Altered amplitude of low-frequency fluctuation in primary open-angle glaucoma: a resting-state FMRI study

Ting Li, Zhenyu Liu, Jianhong Li, Zhaohui Liu, Zhenchao Tang, Xiaobin Xie, Diya Yang, Ningli Wang, Jie Tian, Junfang Xian
Investigative Ophthalmology & Visual Science 2015, 56 (1): 322-9
25525176

PURPOSE: To analyze the altered amplitude of low-frequency fluctuation (ALFF) of the brain using resting-state functional magnetic resonance imaging (fMRI) in patients with primary open-angle glaucoma (POAG).

METHODS: Resting-state fMRI was conducted in 21 POAG patients and 22 age-matched healthy control subjects. After the ALFF and fractional amplitude of low-frequency fluctuation (fALFF) for slow 4 and slow 5 bands were calculated, the results between POAG patients and healthy controls were compared. Then the correlations between ALFF/fALFF values and the disease stage of POAG were analyzed.

RESULTS: Compared with controls, POAG patients showed significantly decreased ALFF/fALFF values in the visual cortices, posterior regions of the default-mode network (DMN), and motor and sensory cortices. Meanwhile, ALFF/fALFF values in the prefrontal cortex, left superior temporal gyrus (STG), right middle cingulate cortex (MCC), and left inferior parietal lobule (IPL) significantly increased in POAG patients. Hodapp-Anderson-Parrish (HAP) score for POAG was positively correlated with ALFF values of the right superior frontal gyrus (SFG) and negatively correlated with that of the left cuneus. For the slow 5 band, the fALFF values of the bilateral middle temporal gyri (MTG) of POAG patients were negatively correlated with HAP score.

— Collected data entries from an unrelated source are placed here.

// SPDX-FileCopyrightText: 2026 The flexradio-rs Authors
//
// SPDX-License-Identifier: MIT OR Apache-2.0
/*!
A keyed, multi-listener event bus. [`crate::session`] and
[`crate::controllers`] use this for "data arrived" / "state changed"
fan-out that is orthogonal to the store's own subscription mechanism
(see [`crate::store::Store::subscribe`], which is specialized to
entity diffs); this one is generic over any `Clone`-able event payload,
keyed by an arbitrary string topic.
*/

use std::collections::HashMap;
use std::sync::atomic::{AtomicU64, Ordering};
use std::sync::{Arc, Mutex};
use thiserror::Error;

/// The result a listener returns; an `Err` does not stop other
/// listeners from running, but is collected and reported (see
/// [`EventBus::emit`]).
pub type ListenerResult = Result<(), Box<dyn std::error::Error + Send + Sync>>;

type Listener<T> = Box<dyn Fn(&T) -> ListenerResult + Send + Sync>;

struct Entry<T> {
    id: u64,
    topic: String,
    callback: Listener<T>,
}

type SharedEntry<T> = Arc<Entry<T>>;

/// One or more listener failures observed during a single [`EventBus::emit`]
/// call. Reported to the bus's sink (if any) and, unless rethrow is
/// suppressed, logged asynchronously so a failing listener cannot stall
/// the emitting call.
#[derive(Error, Debug, Clone)]
#[error("{} listener(s) failed on topic {topic:?}: {causes:?}", causes.len())]
pub struct ListenerFailure {
    /// The topic that was being emitted when listeners failed.
    pub topic: String,
    /// The stringified cause of each failing listener, in listener
    /// registration order.
    pub causes: Vec<String>,
}

/// A subscription handle. Release via [`EventBus::unsubscribe`]; doing
/// so twice, or with a handle the bus has already forgotten, is a
/// no-op.
#[derive(Copy, Clone, Eq, PartialEq, Debug)]
pub struct Subscription(u64);

/// A keyed multi-listener emitter. See §4.4 of the design spec.
pub struct EventBus<T> {
    entries: Mutex<Vec<SharedEntry<T>>>,
    next_id: AtomicU64,
    sink: Mutex<Option<Box<dyn Fn(ListenerFailure) + Send + Sync>>>,
    suppress_rethrow: bool,
}

impl<T> Default for EventBus<T> {
    fn default() -> EventBus<T> {
        EventBus::new()
    }
}

impl<T> EventBus<T>
where
    T: Clone + Send + Sync + 'static,
{
    /// Creates a bus that rethrows (logs, asynchronously) aggregated
    /// listener failures.
    pub fn new() -> EventBus<T> {
        EventBus { entries: Mutex::new(Vec::new()), next_id: AtomicU64::new(0), sink: Mutex::new(None), suppress_rethrow: false }
    }

    /// Creates a bus that never rethrows; listener failures are only
    /// ever visible through the sink (if one is installed).
    pub fn without_rethrow() -> EventBus<T> {
        EventBus { suppress_rethrow: true, ..EventBus::new() }
    }

    /// Installs a sink invoked synchronously with every aggregated
    /// [`ListenerFailure`], in addition to (not instead of) the
    /// asynchronous rethrow.
    pub fn set_failure_sink(&self, sink: impl Fn(ListenerFailure) + Send + Sync + 'static) {
        *self.sink.lock().unwrap() = Some(Box::new(sink));
    }

    /// Subscribes `listener` to `topic`.
    pub fn subscribe(&self, topic: impl Into<String>, listener: impl Fn(&T) -> ListenerResult + Send + Sync + 'static) -> Subscription {
        let id = self.next_id.fetch_add(1, Ordering::Relaxed);
        self.entries.lock().unwrap().push(Arc::new(Entry { id, topic: topic.into(), callback: Box::new(listener) }));
        Subscription(id)
    }

    /// Releases a subscription. Idempotent.
    pub fn unsubscribe(&self, subscription: Subscription) {
        self.entries.lock().unwrap().retain(|e| e.id != subscription.0);
    }

    /// The number of listeners currently subscribed to `topic`.
    pub fn listener_count(&self, topic: &str) -> usize {
        self.entries.lock().unwrap().iter().filter(|e| e.topic == topic).count()
    }

    /// Emits `event` to every listener on `topic`, synchronously, over
    /// a frozen snapshot of the listener set taken at the start of this
    /// call — a listener that unsubscribes (itself or a sibling) during
    /// emission does not cause any other listener to be skipped, and
    /// does not deadlock against [`EventBus::unsubscribe`]'s own lock.
    /// Failures are collected; if any occurred, they are reported to
    /// the sink and then (unless this bus was built with
    /// [`EventBus::without_rethrow`]) spawned onto the async runtime so
    /// a failing listener cannot stall this call.
    pub fn emit(&self, topic: &str, event: &T) {
        // Clone the matching entries' `Arc`s and drop the lock before
        // invoking anything: a listener that synchronously unsubscribes
        // itself or a sibling would otherwise re-enter the same
        // non-reentrant `Mutex` and deadlock.
        let snapshot: Vec<SharedEntry<T>> = self
            .entries
            .lock()
            .unwrap()
            .iter()
            .filter(|e| e.topic == topic)
            .cloned()
            .collect();

        let mut causes = Vec::new();
        for entry in &snapshot {
            if let Err(err) = (entry.callback)(event) {
                causes.push(err.to_string());
            }
        }

        if causes.is_empty() {
            return;
        }
        let failure = ListenerFailure { topic: topic.to_string(), causes };
        if let Some(sink) = self.sink.lock().unwrap().as_ref() {
            sink(failure.clone());
        }
        if !self.suppress_rethrow {
            tokio::spawn(async move {
                log::error!("events: {failure}");
            });
        }
    }
}

#[cfg(test)]
mod tests {
    use super::*;
    use std::sync::atomic::AtomicUsize;

    #[test]
    fn delivers_to_matching_topic_only() {
        let bus: EventBus<i32> = EventBus::new();
        let count = Arc::new(AtomicUsize::new(0));
        let count_clone = count.clone();
        bus.subscribe("a", move |_| {
            count_clone.fetch_add(1, Ordering::Relaxed);
            Ok(())
        });
        bus.emit("a", &1);
        bus.emit("b", &1);
        assert_eq!(count.load(Ordering::Relaxed), 1);
    }

    #[test]
    fn unsubscribe_is_idempotent() {
        let bus: EventBus<i32> = EventBus::new();
        let sub = bus.subscribe("a", |_| Ok(()));
        bus.unsubscribe(sub);
        bus.unsubscribe(sub);
        assert_eq!(bus.listener_count("a"), 0);
    }

    #[test]
    fn listener_unsubscribing_itself_mid_emit_does_not_deadlock() {
        let bus: Arc<EventBus<i32>> = Arc::new(EventBus::new());
        let bus_clone = bus.clone();
        let sub_cell: Arc<Mutex<Option<Subscription>>> = Arc::new(Mutex::new(None));
        let sub_cell_clone = sub_cell.clone();
        let sub = bus.subscribe("a", move |_| {
            let sub = sub_cell_clone.lock().unwrap().unwrap();
            bus_clone.unsubscribe(sub);
            Ok(())
        });
        *sub_cell.lock().unwrap() = Some(sub);

        bus.emit("a", &1);
        assert_eq!(bus.listener_count("a"), 0);
    }

    #[test]
    fn sink_receives_aggregated_failure() {
        let bus: EventBus<i32> = EventBus::without_rethrow();
        let seen = Arc::new(Mutex::new(None));
        let seen_clone = seen.clone();
        bus.set_failure_sink(move |failure| {
            *seen_clone.lock().unwrap() = Some(failure.causes.len());
        });
        bus.subscribe("a", |_| Err("boom".into()));
        bus.subscribe("a", |_| Err("bang".into()));
        bus.emit("a", &1);
        assert_eq!(*seen.lock().unwrap(), Some(2));
    }
}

CONCLUSIONS: Primary open-angle glaucoma is a neurodegenerative disease involving multiple brain regions, including the visual cortices, DMN, limbic system, and motor and sensory networks. Moreover, the alterations in some of these networks are correlated with the progression of POAG; for the abnormal spontaneous neural activities in the left cuneus, bilateral MTG and right prefrontal cortex are correlated with glaucoma severity.